Village near Watford, Hertfordshire, England

Abbots Langley (/ˈæbəts ˈlæŋli/) is a large village and civil parish in the English county of Hertfordshire. It is an old settlement and is mentioned (under the name of Langelai) in the Domesday Book. Economically the village is closely linked to Watford and was formerly part of the Watford Rural District. Since 1974 it has been included in the Three Rivers district.

==Church==
The parish church St Lawrence the Martyr is a Grade I listed Anglican church located in the centre of Abbots Langley, There is some indication of an earlier Saxon building. The building began as a 12th Century Norman structure. The nave is lined with Norman pillars. The church also contains the impressive white marble memorial to Baron Raymond of Langleybury, a Lord Chief Justice from 1724–1732.

The walls are built of Tottenhoe stone with flint and puddinstone inclusions often worked into a chequerboard pattern.

==History==
This village has had a long history of human habitation. The first traces of human habitation in the area were recorded by archaeologist Sir John Evans (1823–1908). The village sits on a saucer of clay covered by a layer of gravel, and as a result water supply has never been a problem; records show that in earlier times water could be drawn from a well just 20 ft deep.

In 1045 the Saxon thegn Ethelwine "the Black" granted the upper part of Langlai to St Albans Abbey as Langlai Abbatis (Latin for Langlai of the Abbot, hence "Abbot's Langley") the remainder being the king's Langlai. By the time of the Domesday Book in 1086 the village was inhabited by 19 families.

The area was split into four manors: Abbots Langley, Langleybury, Chambersbury, and Hyde. In 1539, Henry VIII seized Abbots Langley and sold it to his military engineer Sir Richard Lee. The Manor of Abbots Langley was bequeathed by Francis Combe in his will of 1641 jointly to Sidney Sussex College, Cambridge and Trinity College, Oxford.
The manors of Langleybury and Chambersbury passed through the family of William Ibgrave, the king's embroider, and the Child family, and in 1711 were conveyed to Sir Robert Raymond then Solicitor General later Attorney General and Lord Chief Justice of the King's Bench. On the death of his son without issue in 1756 the manors passed to the Filmer family.
The Manor of Hyde passed to Edward Strong in 1714, through his daughter to Sir John Strange, who left the manor to be shared between his children and their descendants (including Admiral Sir George Strong Nares) and then to the possession of F.M. Nares & Co which sold the estate to the British Land Company in 1858.

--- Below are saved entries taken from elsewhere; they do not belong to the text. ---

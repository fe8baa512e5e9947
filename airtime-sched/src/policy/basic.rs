//! Basic admission policy — first-fit at a monotonic cursor.
//!
//! The cursor starts each cycle right after the last surviving
//! reservation and only ever advances; earlier gaps in the data phase
//! are never revisited and end up as broadcast contention periods.
//! Periodic reservations are not handled here.

use airtime_core::{
    AdmissionResult, Allocation, AllocationKind, AllocationTable, Interval, RejectReason,
    ReservationRequest,
};
use tracing::{debug, warn};

use super::{alloc_duration, EvalCtx};

/// Per-cycle cursor of the basic policy.
#[derive(Debug, Default)]
pub(crate) struct BasicState {
    /// Next placement offset, relative to the data-phase start.
    pub cursor: u32,
}

impl BasicState {
    pub fn new() -> Self {
        Self::default()
    }

    /// Restart the cursor after the last busy block of the surviving
    /// reservations (0 on an empty table).
    pub fn reset_after(&mut self, table: &AllocationTable, guard_us: u32) {
        self.cursor = table
            .busy_blocks(guard_us)
            .iter()
            .map(|block| block.end)
            .max()
            .unwrap_or(0);
    }
}

pub(crate) fn evaluate_add(
    state: &mut BasicState,
    request: &ReservationRequest,
    ctx: &mut EvalCtx<'_>,
) -> AdmissionResult {
    if request.tspec.is_periodic() {
        warn!(
            source = request.source,
            "basic policy does not admit periodic reservations"
        );
        return AdmissionResult::Rejected(RejectReason::PeriodicUnsupported);
    }

    let duration = alloc_duration(&request.tspec);
    let guard = ctx.config.guard_time_us;
    let cost = duration + guard;

    let end = match state.cursor.checked_add(cost) {
        Some(end) if end <= ctx.dti_us => end,
        _ => return AdmissionResult::Rejected(RejectReason::InsufficientFreeTime),
    };
    // The trailing remainder of the data phase stays contention access.
    if ctx.dti_us - end < ctx.config.min_broadcast_cbap_us {
        return AdmissionResult::Rejected(RejectReason::ContentionFloor);
    }

    let start = state.cursor;
    ctx.slots.carve(Interval::new(start, end));
    ctx.table.push(Allocation {
        id: request.allocation_id,
        kind: AllocationKind::ReservedPeriod,
        persistent: request.tspec.persistent,
        source: request.source,
        dest: request.dest,
        start_us: start,
        block_duration_us: duration,
        block_period_us: 0,
        block_count: 1,
        announced: false,
    });
    state.cursor = end.saturating_add(ctx.config.inter_allocation_gap_us);

    debug!(
        source = request.source,
        dest = request.dest,
        start,
        duration,
        "reservation placed at cursor"
    );
    AdmissionResult::Accepted(request.key())
}
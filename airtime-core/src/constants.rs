//! Protocol constants for DMG channel-access scheduling.
//!
//! Numeric limits come straight from the 802.11ad information-element
//! field widths: block durations are carried in 15/16-bit fields and the
//! block count in an 8-bit field, so nothing the engine produces may
//! exceed them.

/// Fixed guard time appended after every allocation block, in
/// microseconds. Never itself schedulable; it separates adjacent
/// reservations on air.
pub const GUARD_TIME_US: u32 = 10;

/// Maximum block duration of a reserved period (SP), microseconds.
/// The SP duration field is 15 bits.
pub const MAX_SP_BLOCK_US: u32 = 32_767;

/// Maximum block duration of a contention period (CBAP), microseconds.
/// The CBAP duration field is 16 bits.
pub const MAX_CBAP_BLOCK_US: u32 = 65_535;

/// Maximum number of blocks a single allocation may carry (8-bit field).
pub const MAX_BLOCKS_PER_ALLOCATION: u16 = 255;

/// Association id addressing every station at once. Broadcast contention
/// periods use this as both source and destination.
pub const BROADCAST_AID: u8 = 255;

/// Allocation id reserved for broadcast contention fillers produced by
/// the gap filler. Station reservations must use a non-zero id.
pub const FILLER_ALLOCATION_ID: u8 = 0;

/// Default minimum amount of the data phase, in microseconds, that must
/// stay available as broadcast contention access.
pub const DEFAULT_MIN_BROADCAST_CBAP_US: u32 = 4_096;

/// Default spacing between two consecutive cursor placements of the
/// basic policy, microseconds. When non-zero, the gap is left free and
/// later becomes broadcast CBAP; 0 places accepts back to back.
pub const DEFAULT_INTER_ALLOCATION_GAP_US: u32 = 0;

On Tibbs Hill Road there is a well-preserved example of a Prince Albert's Model Cottage. The original design and construction was for the Great Exhibition of 1851, to demonstrate model housing for the poor. Subsequently, the design was replicated in several other locations, including Abbots Langley.

The former Ovaltine Model Dairy Farm in Abbots Langley is located on Bedmond Road, and was established in 1932 to supply milk to the nearby Ovaltine factory in Kings Langley. It was designed in a distinctive, scenic style inspired by Marie Antoinette's farm at Versailles. The site features thatched buildings around a central courtyard. It closed as a farm in 1979 and was converted into residential homes known as Antoinette Court in the early 1980s.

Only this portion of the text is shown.